Task statement: Reproduce only the stretch of entries below that begins at the first line and ends at the line holding "use crate::matrix::InteractionMatrices;".

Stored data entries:
- - - - -

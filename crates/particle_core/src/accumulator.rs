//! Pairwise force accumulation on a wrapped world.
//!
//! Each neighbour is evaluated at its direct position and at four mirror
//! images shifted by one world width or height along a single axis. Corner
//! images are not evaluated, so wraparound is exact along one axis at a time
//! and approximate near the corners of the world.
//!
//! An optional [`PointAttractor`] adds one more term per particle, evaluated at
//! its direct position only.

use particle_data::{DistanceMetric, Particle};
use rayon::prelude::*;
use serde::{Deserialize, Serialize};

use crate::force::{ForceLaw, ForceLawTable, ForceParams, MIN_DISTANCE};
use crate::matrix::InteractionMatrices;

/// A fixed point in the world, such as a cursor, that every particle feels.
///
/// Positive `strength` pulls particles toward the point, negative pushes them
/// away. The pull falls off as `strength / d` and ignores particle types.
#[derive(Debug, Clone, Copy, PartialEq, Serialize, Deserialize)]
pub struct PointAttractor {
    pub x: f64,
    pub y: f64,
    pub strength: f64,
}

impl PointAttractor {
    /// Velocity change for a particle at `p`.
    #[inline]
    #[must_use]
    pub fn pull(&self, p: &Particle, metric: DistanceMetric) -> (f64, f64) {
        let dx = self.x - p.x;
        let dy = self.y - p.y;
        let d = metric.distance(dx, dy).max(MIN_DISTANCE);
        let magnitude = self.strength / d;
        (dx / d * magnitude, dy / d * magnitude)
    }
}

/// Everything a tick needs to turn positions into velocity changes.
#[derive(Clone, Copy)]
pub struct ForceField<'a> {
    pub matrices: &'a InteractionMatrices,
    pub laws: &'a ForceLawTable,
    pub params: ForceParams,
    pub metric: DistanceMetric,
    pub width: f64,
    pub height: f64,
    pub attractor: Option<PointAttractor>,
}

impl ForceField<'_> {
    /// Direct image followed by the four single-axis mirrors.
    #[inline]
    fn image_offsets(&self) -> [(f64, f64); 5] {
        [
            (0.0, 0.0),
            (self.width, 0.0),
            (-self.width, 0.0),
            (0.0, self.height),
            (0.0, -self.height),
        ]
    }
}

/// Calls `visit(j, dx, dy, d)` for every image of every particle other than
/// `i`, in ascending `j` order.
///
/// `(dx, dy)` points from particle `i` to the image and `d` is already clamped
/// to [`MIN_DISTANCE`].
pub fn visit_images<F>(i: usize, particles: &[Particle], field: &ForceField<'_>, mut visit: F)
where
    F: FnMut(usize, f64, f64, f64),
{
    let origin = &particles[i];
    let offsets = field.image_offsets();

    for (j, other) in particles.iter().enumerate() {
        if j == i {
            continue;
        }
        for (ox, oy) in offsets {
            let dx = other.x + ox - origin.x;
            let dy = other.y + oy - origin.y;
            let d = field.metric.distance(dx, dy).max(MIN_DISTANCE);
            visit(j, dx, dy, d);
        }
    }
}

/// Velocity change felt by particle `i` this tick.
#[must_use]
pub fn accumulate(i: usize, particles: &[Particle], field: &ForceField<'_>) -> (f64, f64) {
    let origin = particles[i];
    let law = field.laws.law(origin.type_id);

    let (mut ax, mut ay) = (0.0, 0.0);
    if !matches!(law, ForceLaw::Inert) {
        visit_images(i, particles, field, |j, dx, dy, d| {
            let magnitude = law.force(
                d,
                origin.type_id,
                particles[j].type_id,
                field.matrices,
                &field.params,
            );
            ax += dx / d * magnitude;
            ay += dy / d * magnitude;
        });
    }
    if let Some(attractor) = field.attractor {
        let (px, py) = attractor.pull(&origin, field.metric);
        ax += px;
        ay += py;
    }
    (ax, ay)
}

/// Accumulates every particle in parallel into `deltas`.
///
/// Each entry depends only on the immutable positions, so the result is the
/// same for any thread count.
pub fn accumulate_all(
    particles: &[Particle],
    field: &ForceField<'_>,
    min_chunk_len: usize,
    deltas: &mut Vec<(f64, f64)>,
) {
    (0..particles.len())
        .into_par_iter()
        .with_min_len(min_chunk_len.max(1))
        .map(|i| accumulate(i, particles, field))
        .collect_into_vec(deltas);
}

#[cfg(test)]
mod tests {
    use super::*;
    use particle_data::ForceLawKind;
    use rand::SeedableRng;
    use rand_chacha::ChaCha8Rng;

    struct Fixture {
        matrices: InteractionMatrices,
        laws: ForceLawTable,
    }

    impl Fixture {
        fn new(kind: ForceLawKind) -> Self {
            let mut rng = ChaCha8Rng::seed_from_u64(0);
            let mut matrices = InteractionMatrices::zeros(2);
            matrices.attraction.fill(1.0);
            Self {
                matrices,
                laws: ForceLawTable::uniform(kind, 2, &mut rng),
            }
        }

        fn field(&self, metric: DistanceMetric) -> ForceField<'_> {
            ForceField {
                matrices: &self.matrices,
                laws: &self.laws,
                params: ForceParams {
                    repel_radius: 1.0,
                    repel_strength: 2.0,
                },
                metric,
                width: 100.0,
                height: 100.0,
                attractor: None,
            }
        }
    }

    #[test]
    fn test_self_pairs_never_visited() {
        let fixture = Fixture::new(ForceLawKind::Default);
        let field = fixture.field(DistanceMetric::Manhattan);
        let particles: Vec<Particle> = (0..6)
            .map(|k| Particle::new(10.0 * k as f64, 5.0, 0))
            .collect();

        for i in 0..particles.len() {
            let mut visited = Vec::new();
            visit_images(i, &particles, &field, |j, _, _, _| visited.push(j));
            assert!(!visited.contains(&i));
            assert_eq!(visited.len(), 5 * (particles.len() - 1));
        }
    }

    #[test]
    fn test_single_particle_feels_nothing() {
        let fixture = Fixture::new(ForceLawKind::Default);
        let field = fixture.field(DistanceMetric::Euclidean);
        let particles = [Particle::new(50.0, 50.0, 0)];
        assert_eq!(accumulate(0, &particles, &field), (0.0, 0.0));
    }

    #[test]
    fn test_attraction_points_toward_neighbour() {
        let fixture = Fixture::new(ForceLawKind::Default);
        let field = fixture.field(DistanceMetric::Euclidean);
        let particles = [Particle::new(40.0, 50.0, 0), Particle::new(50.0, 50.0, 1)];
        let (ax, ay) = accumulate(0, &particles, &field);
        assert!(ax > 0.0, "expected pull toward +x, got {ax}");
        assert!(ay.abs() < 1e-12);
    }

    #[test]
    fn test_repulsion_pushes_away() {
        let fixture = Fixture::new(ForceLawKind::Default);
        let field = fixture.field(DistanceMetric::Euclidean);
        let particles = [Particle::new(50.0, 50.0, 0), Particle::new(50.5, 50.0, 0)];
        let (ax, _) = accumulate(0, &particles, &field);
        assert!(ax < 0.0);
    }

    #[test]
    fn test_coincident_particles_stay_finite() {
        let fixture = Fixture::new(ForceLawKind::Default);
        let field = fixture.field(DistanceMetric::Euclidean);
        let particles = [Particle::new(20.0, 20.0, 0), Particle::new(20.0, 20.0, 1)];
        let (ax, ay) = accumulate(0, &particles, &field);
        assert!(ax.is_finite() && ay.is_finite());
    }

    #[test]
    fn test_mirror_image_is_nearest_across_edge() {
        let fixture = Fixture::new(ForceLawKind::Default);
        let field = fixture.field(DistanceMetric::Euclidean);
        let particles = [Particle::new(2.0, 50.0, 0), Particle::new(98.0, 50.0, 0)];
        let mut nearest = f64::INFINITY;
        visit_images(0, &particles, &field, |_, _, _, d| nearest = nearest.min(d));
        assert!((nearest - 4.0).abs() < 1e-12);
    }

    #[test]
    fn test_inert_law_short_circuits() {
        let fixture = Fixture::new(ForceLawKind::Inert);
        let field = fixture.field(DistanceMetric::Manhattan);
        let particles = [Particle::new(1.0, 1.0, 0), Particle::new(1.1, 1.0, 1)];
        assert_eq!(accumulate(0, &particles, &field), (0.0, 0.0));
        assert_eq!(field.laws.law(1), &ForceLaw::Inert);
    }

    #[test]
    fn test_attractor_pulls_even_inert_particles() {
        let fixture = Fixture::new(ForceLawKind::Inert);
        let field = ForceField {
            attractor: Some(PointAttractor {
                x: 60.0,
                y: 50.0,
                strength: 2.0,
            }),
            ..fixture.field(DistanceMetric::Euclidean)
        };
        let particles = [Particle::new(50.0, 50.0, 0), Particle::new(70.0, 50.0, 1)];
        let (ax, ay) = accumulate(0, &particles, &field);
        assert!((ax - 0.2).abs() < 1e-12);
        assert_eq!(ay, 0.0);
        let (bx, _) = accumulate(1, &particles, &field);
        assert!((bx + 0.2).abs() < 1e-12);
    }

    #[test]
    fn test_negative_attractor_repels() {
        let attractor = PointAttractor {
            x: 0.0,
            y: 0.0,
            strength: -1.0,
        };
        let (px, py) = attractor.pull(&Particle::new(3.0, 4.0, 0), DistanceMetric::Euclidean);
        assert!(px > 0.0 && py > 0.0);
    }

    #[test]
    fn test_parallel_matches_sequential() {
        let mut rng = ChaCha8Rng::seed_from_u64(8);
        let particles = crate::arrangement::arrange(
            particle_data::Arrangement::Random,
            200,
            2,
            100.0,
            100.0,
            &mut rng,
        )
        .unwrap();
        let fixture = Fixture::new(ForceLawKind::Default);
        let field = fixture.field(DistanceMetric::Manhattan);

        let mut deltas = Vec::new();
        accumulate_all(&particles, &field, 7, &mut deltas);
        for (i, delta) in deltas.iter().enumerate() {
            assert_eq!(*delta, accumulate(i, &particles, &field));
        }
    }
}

- - - - -

Answer below:
filename crates/particle_core/src/accumulator.rs
//! Pairwise force accumulation on a wrapped world.
//!
//! Each neighbour is evaluated at its direct position and at four mirror
//! images shifted by one world width or height along a single axis. Corner
//! images are not evaluated, so wraparound is exact along one axis at a time
//! and approximate near the corners of the world.
//!
//! An optional [`PointAttractor`] adds one more term per particle, evaluated at
//! its direct position only.

use particle_data::{DistanceMetric, Particle};
use rayon::prelude::*;
use serde::{Deserialize, Serialize};

use crate::force::{ForceLaw, ForceLawTable, ForceParams, MIN_DISTANCE};
use crate::matrix::InteractionMatrices;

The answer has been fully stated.